A Letter from Incoming Northern California Director, Lauren Benjamin
Fellow Educators,
I am excited to journey anew with the CATDC team and honored to contribute to the meaningful and necessary work of the collaborative as the Northern California Director. CATDC has provided me and many others with a welcoming space to learn and develop as teachers and leaders. Its progressive programs and people have offered educators a range of opportunities to recognize that by being in community with each other, we can harness our collective ability to make a more significant impact in schools and the lives of children.
At this juncture in my career, I am reminded of the purpose of taking a step back. Stepping back is only sometimes a recessive action. In a creative context, choosing to separate ourselves from the activity of doing and constant decision-making allows us to notice with care. Observation and reflection help us to see what is happening. It informs the next steps and whatever tweaks or radical changes we make. Stepping back also gives us the space to find the beauty in what we are making and to capture how something feels. A painter often steps back to look closely at their process and to choose what marks to keep or what marks to make. There is a purpose and activity in that pause for reflection that is necessary to carry out the creative work of bringing ideas and vision into form.

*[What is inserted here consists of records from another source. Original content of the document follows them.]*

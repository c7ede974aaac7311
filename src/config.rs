use crate::search::{RecordClass, SearchConfig, SearchError, SearchResult};
use serde::{Deserialize, Serialize};
use std::collections::BTreeMap;

/// Main application configuration
#[derive(Debug, Clone, Serialize, Deserialize)]
pub struct Config {
    /// Search engine connection
    pub engine: EngineConfig,

    /// Index naming and population
    #[serde(default)]
    pub indexing: IndexingConfig,

    /// Query defaults
    #[serde(default)]
    pub query: QueryConfig,

    /// Observability configuration
    #[serde(default)]
    pub observability: ObservabilityConfig,

    /// Record class declarations, keyed by class name
    #[serde(default)]
    pub classes: BTreeMap<String, ClassConfig>,
}

impl Config {
    /// Load configuration from the embedded defaults, an optional file and environment
    pub fn load() -> Result<Self, config::ConfigError> {
        let config_path =
            std::env::var("SEARCHLINK_CONFIG").unwrap_or_else(|_| "config/searchlink.toml".to_string());
        Self::load_from(&config_path)
    }

    /// Same as [`Config::load`] with an explicit file path
    pub fn load_from(config_path: &str) -> Result<Self, config::ConfigError> {
        let config = config::Config::builder()
            // Start with default values
            .add_source(config::File::from_str(
                include_str!("../config/default.toml"),
                config::FileFormat::Toml,
            ))
            // Override with config file if it exists
            .add_source(config::File::with_name(config_path).required(false))
            // Override with environment variables (prefix: SEARCHLINK__)
            .add_source(
                config::Environment::with_prefix("SEARCHLINK")
                    .prefix_separator("__")
                    .separator("__")
                    .try_parsing(true),
            )
            .build()?
            .try_deserialize::<Config>()?;
        config
            .validate()
            .map_err(|e| config::ConfigError::Message(e.to_string()))?;
        Ok(config)
    }

    /// Reject settings that would only fail later, on every reindex or search
    pub fn validate(&self) -> SearchResult<()> {
        if self.engine.backend == EngineBackend::Http && self.engine.url.trim().is_empty() {
            return Err(SearchError::Configuration("engine.url must not be empty".to_string()));
        }
        if self.engine.request_timeout_secs == Some(0) {
            return Err(SearchError::Configuration(
                "engine.request_timeout_secs must be greater than zero".to_string(),
            ));
        }
        if self.indexing.batch_size == 0 {
            return Err(SearchError::Configuration(
                "indexing.batch_size must be greater than zero".to_string(),
            ));
        }
        if self.indexing.number_of_shards == 0 {
            return Err(SearchError::Configuration(
                "indexing.number_of_shards must be greater than zero".to_string(),
            ));
        }
        if self.query.per_page == 0 {
            return Err(SearchError::Configuration("query.per_page must be greater than zero".to_string()));
        }
        let boosts = [
            ("query.personalize_boost", self.query.personalize_boost),
            ("query.autocomplete_boost", self.query.autocomplete_boost),
            ("query.misspellings_boost", self.query.misspellings_boost),
        ];
        for (name, boost) in boosts {
            if !(boost.is_finite() && boost >= 0.0) {
                return Err(SearchError::Configuration(format!(
                    "{} must be a non-negative number, got {}",
                    name, boost
                )));
            }
        }
        Ok(())
    }

    /// Build the record class declared under `[classes.<name>]`
    pub fn record_class(&self, name: &str) -> SearchResult<RecordClass> {
        let declared = self.classes.get(name).ok_or_else(|| {
            SearchError::Configuration(format!("record class '{}' is not declared", name))
        })?;
        RecordClass::with_kinds(name, declared.kinds.iter().cloned(), declared.search.clone())
    }
}

impl Default for Config {
    fn default() -> Self {
        Self {
            engine: EngineConfig::default(),
            indexing: IndexingConfig::default(),
            query: QueryConfig::default(),
            observability: ObservabilityConfig::default(),
            classes: BTreeMap::new(),
        }
    }
}

#[derive(Debug, Clone, Serialize, Deserialize)]
pub struct EngineConfig {
    /// Engine backend
    #[serde(default)]
    pub backend: EngineBackend,

    /// Base URL of the engine REST API
    #[serde(default = "default_engine_url")]
    pub url: String,

    /// Basic auth username
    pub username: Option<String>,

    /// Name of the environment variable holding the basic auth password
    pub password_env: Option<String>,

    /// Transport timeout (seconds); unset means no client-side timeout
    pub request_timeout_secs: Option<u64>,
}

impl Default for EngineConfig {
    fn default() -> Self {
        Self {
            backend: EngineBackend::default(),
            url: default_engine_url(),
            username: None,
            password_env: None,
            request_timeout_secs: None,
        }
    }
}

#[derive(Debug, Clone, Serialize, Deserialize, Default, PartialEq)]
#[serde(rename_all = "snake_case")]
pub enum EngineBackend {
    #[default]
    Http,
    Memory,
}

#[derive(Debug, Clone, Serialize, Deserialize)]
pub struct IndexingConfig {
    /// Prepended to every index alias (`{prefix}_{name}`)
    pub index_prefix: Option<String>,

    /// Appended to every index alias, typically the environment (`products_test`)
    pub index_suffix: Option<String>,

    /// Documents per bulk request
    #[serde(default = "default_batch_size")]
    pub batch_size: usize,

    #[serde(default = "default_shards")]
    pub number_of_shards: u32,

    #[serde(default = "default_replicas")]
    pub number_of_replicas: u32,
}

impl Default for IndexingConfig {
    fn default() -> Self {
        Self {
            index_prefix: None,
            index_suffix: None,
            batch_size: default_batch_size(),
            number_of_shards: default_shards(),
            number_of_replicas: default_replicas(),
        }
    }
}

#[derive(Debug, Clone, Serialize, Deserialize)]
pub struct QueryConfig {
    /// Page size when the caller does not give one
    #[serde(default = "default_per_page")]
    pub per_page: usize,

    /// Boost added for documents the searching actor interacted with
    #[serde(default = "default_personalize_boost")]
    pub personalize_boost: f64,

    /// Boost of the autocomplete clause relative to exact matching
    #[serde(default = "default_autocomplete_boost")]
    pub autocomplete_boost: f64,

    /// Boost of the misspellings clause relative to exact matching
    #[serde(default = "default_misspellings_boost")]
    pub misspellings_boost: f64,
}

impl Default for QueryConfig {
    fn default() -> Self {
        Self {
            per_page: default_per_page(),
            personalize_boost: default_personalize_boost(),
            autocomplete_boost: default_autocomplete_boost(),
            misspellings_boost: default_misspellings_boost(),
        }
    }
}

#[derive(Debug, Clone, Serialize, Deserialize)]
pub struct ObservabilityConfig {
    /// Log level
    #[serde(default = "default_log_level")]
    pub log_level: String,

    /// Enable JSON logging
    #[serde(default)]
    pub json_logs: bool,
}

impl Default for ObservabilityConfig {
    fn default() -> Self {
        Self {
            log_level: default_log_level(),
            json_logs: false,
        }
    }
}

/// A record class declared in configuration
#[derive(Debug, Clone, Default, Serialize, Deserialize)]
pub struct ClassConfig {
    /// Subclass kinds stored in the same index (type hierarchy)
    #[serde(default)]
    pub kinds: Vec<String>,

    #[serde(flatten)]
    pub search: SearchConfig,
}

// Default value functions
fn default_engine_url() -> String {
    "http://localhost:9200".to_string()
}

fn default_batch_size() -> usize {
    1000
}

fn default_shards() -> u32 {
    1
}

fn default_replicas() -> u32 {
    1
}

fn default_per_page() -> usize {
    100
}

fn default_personalize_boost() -> f64 {
    10.0
}

fn default_autocomplete_boost() -> f64 {
    10.0
}

fn default_misspellings_boost() -> f64 {
    0.5
}

fn default_log_level() -> String {
    "info".to_string()
}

Over the last twenty years, I have been active in public and independent schools as a teacher, and now administrator. I am taking a step back from the day-to-day of school so that I can notice with care, listen, and reflect on what is working for students and teachers and what is not. I have a vision for education that reflects the joy of learning, the power of community, and the critical questioning of a world that needs positive change. The image of schools that I have is a shared vision held by many educators. It is this imagination that gives us the hope to keep doing the noble work of educating young people because we believe in education’s potential to change the world. As I step back, I welcome and invite all of us to do the same together. CATDC, and all that it offers, is the space that we step back and into. It is the active pause we all need to observe, reflect and question what marks we want to keep and what marks we need to make in creating our collective vision of better schools. I look forward to partnering with school leaders and teachers to do the courageous and creative work of love–our students deserve it, and so do we.

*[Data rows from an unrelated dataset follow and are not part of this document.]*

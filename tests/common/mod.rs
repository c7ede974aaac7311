//! Common test utilities for search integration tests
//!
//! Builds services over a fresh in-memory engine and provides small record
//! factories used across the test files.

#![allow(dead_code)]

use searchlink::config::Config;
use searchlink::engine::InMemoryEngine;
use searchlink::records::{Coordinates, InMemoryRecordStore, JsonRecord};
use searchlink::search::{RecordClass, SearchConfig, SearchResponse, SearchService};
use std::sync::Arc;

/// A service for `class` over `engine`, with the `test` index suffix
pub fn service_for(engine: &InMemoryEngine, class: RecordClass) -> SearchService {
    let mut config = Config::default();
    config.indexing.index_suffix = Some("test".to_string());
    config.indexing.batch_size = 2;
    SearchService::new(Arc::new(engine.clone()), class, &config).unwrap()
}

pub fn product_class(config: SearchConfig) -> RecordClass {
    RecordClass::new("product", config).unwrap()
}

/// A product record with a name
pub fn product(id: &str, name: &str) -> JsonRecord {
    JsonRecord::new(id).with_attribute("name", name)
}

/// A store at `latitude`/`longitude`
pub fn store_at(id: &str, name: &str, latitude: f64, longitude: f64) -> JsonRecord {
    JsonRecord::new(id)
        .with_attribute("name", name)
        .with_location("location", Coordinates::new(latitude, longitude))
}

pub fn store_of(records: impl IntoIterator<Item = JsonRecord>) -> InMemoryRecordStore<JsonRecord> {
    InMemoryRecordStore::from_records(records)
}

/// Names of the hits, in ranking order
pub fn names(response: &SearchResponse) -> Vec<String> {
    response
        .hits
        .iter()
        .filter_map(|hit| hit.source.get("name").and_then(|v| v.as_str()).map(str::to_string))
        .collect()
}

/// Ids of the hits, sorted
pub fn sorted_ids(response: &SearchResponse) -> Vec<String> {
    let mut ids: Vec<String> = response.hits.iter().map(|hit| hit.id.clone()).collect();
    ids.sort();
    ids
}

I am committed to asking the hard questions with you: How do we create classrooms where every student feels like they belong? How do we design relevant curricula that equip learners with the intellectual tools to navigate a confusing world? How do we create new systems and practices that support and embolden teachers? What institutional and internal work must we do to build the strength to embrace change? What deserves the time and space for us to celebrate?
So much has happened in the last five years that we should learn from in order to move forward with the confidence that our schools, and the children in them, are headed in the right direction. I’m so grateful for this new opportunity to pause from the day-to-day doing and decision-making of school life, to step back and learn with you. This next school year and beyond, let us connect, engage, reflect, and share our resources, tools, and stories. Let us take the time to find and feel the beauty of the vision that WE are bringing into form.
In community,
Lauren Benjamin
Lauren Benjamin has cultivated a thriving career as a multidisciplinary artist and educator for over 20 years. Lauren earned her BFA in painting and photography and holds a Master’s in Education. She is an alum of dance epicenter Jacob’s Pillow and California Teacher Development Collaborative (CATDC) Leadership Fellows. She worked as a supervisor to student teachers at Mills College Graduate School of Education, where she was able to mentor and coach new teachers as well as experienced professionals new to the field of education. Lauren believes in sharing the power of identity development through the lens of the arts and has published her curriculum with Frameline Organization and presented at educational conferences, including conferences held by the Center for the Advancement and Study of International Education (CASIE) and Project Zero of Harvard’s Graduate School of Education. In Lauren’s eight years at Sacred Heart Schools Atherton, she has worked as the Dance Program Director and Fine Arts Department Chair. She is currently the Assistant Principal of Mission & Culture, centering belonging in the school’s adult onboarding and school-wide student programs. She identifies as a love practitioner who aims to build community through her teaching practice and leadership.